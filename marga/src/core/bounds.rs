//! Axis-aligned bounding box.
//!
//! [`Aabb`] is the shape behind the reference region and obstacle
//! implementations:
//! - Region containment (is a point inside a region box)
//! - Obstacle probing (does a sphere touch an obstacle box)
//!
//! ```rust
//! use marga::core::{Aabb, Vec3};
//!
//! let room = Aabb::new(Vec3::new(-5.0, -1.0, -5.0), Vec3::new(5.0, 3.0, 5.0));
//! assert!(room.contains(Vec3::new(0.0, 0.0, 4.0)));
//! assert_eq!(room.center(), Vec3::new(0.0, 1.0, 0.0));
//! ```

use serde::{Deserialize, Serialize};

use super::point::Vec3;

/// Axis-aligned bounding box in world space.
#[derive(Clone, Copy, Debug, Default, PartialEq, Serialize, Deserialize)]
pub struct Aabb {
    /// Minimum corner (smallest x, y and z values).
    pub min: Vec3,
    /// Maximum corner (largest x, y and z values).
    pub max: Vec3,
}

impl Aabb {
    /// Create a box from min and max corners.
    #[inline]
    pub const fn new(min: Vec3, max: Vec3) -> Self {
        Self { min, max }
    }

    /// Create a box from a center and half extents.
    #[inline]
    pub fn from_center(center: Vec3, half_extents: Vec3) -> Self {
        Self {
            min: center - half_extents,
            max: center + half_extents,
        }
    }

    /// Center of the box.
    #[inline]
    pub fn center(&self) -> Vec3 {
        (self.min + self.max) * 0.5
    }

    /// Check if a point lies inside (boundary inclusive).
    #[inline]
    pub fn contains(&self, p: Vec3) -> bool {
        p.x >= self.min.x
            && p.x <= self.max.x
            && p.y >= self.min.y
            && p.y <= self.max.y
            && p.z >= self.min.z
            && p.z <= self.max.z
    }

    /// Closest point of the box to `p`.
    #[inline]
    pub fn closest_point(&self, p: Vec3) -> Vec3 {
        Vec3::new(
            p.x.clamp(self.min.x, self.max.x),
            p.y.clamp(self.min.y, self.max.y),
            p.z.clamp(self.min.z, self.max.z),
        )
    }

    /// Check if a sphere overlaps the box.
    ///
    /// A sphere that only touches a face does not count as overlapping.
    #[inline]
    pub fn intersects_sphere(&self, center: Vec3, radius: f32) -> bool {
        self.closest_point(center).distance_squared(&center) < radius * radius
    }

    /// Box shifted by `offset`.
    #[inline]
    pub fn translated(&self, offset: Vec3) -> Aabb {
        Aabb::new(self.min + offset, self.max + offset)
    }
}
● ● ● ● ●
[Task]
After reading the listing above, print each line back exactly.

[Answer for the task]
filename marga/src/core/bounds.rs
//! Axis-aligned bounding box.
//!
//! [`Aabb`] is the shape behind the reference region and obstacle
//! implementations:
//! - Region containment (is a point inside a region box)
//! - Obstacle probing (does a sphere touch an obstacle box)
//!
//! ```rust
//! use marga::core::{Aabb, Vec3};
//!
//! let room = Aabb::new(Vec3::new(-5.0, -1.0, -5.0), Vec3::new(5.0, 3.0, 5.0));
//! assert!(room.contains(Vec3::new(0.0, 0.0, 4.0)));
//! assert_eq!(room.center(), Vec3::new(0.0, 1.0, 0.0));
//! ```

use serde::{Deserialize, Serialize};

use super::point::Vec3;

/// Axis-aligned bounding box in world space.
#[derive(Clone, Copy, Debug, Default, PartialEq, Serialize, Deserialize)]
pub struct Aabb {
    /// Minimum corner (smallest x, y and z values).
    pub min: Vec3,
    /// Maximum corner (largest x, y and z values).
    pub max: Vec3,
}

impl Aabb {
    /// Create a box from min and max corners.
    #[inline]
    pub const fn new(min: Vec3, max: Vec3) -> Self {
        Self { min, max }
    }

    /// Create a box from a center and half extents.
    #[inline]
    pub fn from_center(center: Vec3, half_extents: Vec3) -> Self {
        Self {
            min: center - half_extents,
            max: center + half_extents,
        }
    }

    /// Center of the box.
    #[inline]
    pub fn center(&self) -> Vec3 {
        (self.min + self.max) * 0.5
    }

    /// Check if a point lies inside (boundary inclusive).
    #[inline]
    pub fn contains(&self, p: Vec3) -> bool {
        p.x >= self.min.x
            && p.x <= self.max.x
            && p.y >= self.min.y
            && p.y <= self.max.y
            && p.z >= self.min.z
            && p.z <= self.max.z
    }

    /// Closest point of the box to `p`.
    #[inline]
    pub fn closest_point(&self, p: Vec3) -> Vec3 {
        Vec3::new(
            p.x.clamp(self.min.x, self.max.x),
            p.y.clamp(self.min.y, self.max.y),
            p.z.clamp(self.min.z, self.max.z),
        )
    }

    /// Check if a sphere overlaps the box.
    ///
    /// A sphere that only touches a face does not count as overlapping.
    #[inline]
    pub fn intersects_sphere(&self, center: Vec3, radius: f32) -> bool {
        self.closest_point(center).distance_squared(&center) < radius * radius
    }

    /// Box shifted by `offset`.
    #[inline]
    pub fn translated(&self, offset: Vec3) -> Aabb {
        Aabb::new(self.min + offset, self.max + offset)
    }
}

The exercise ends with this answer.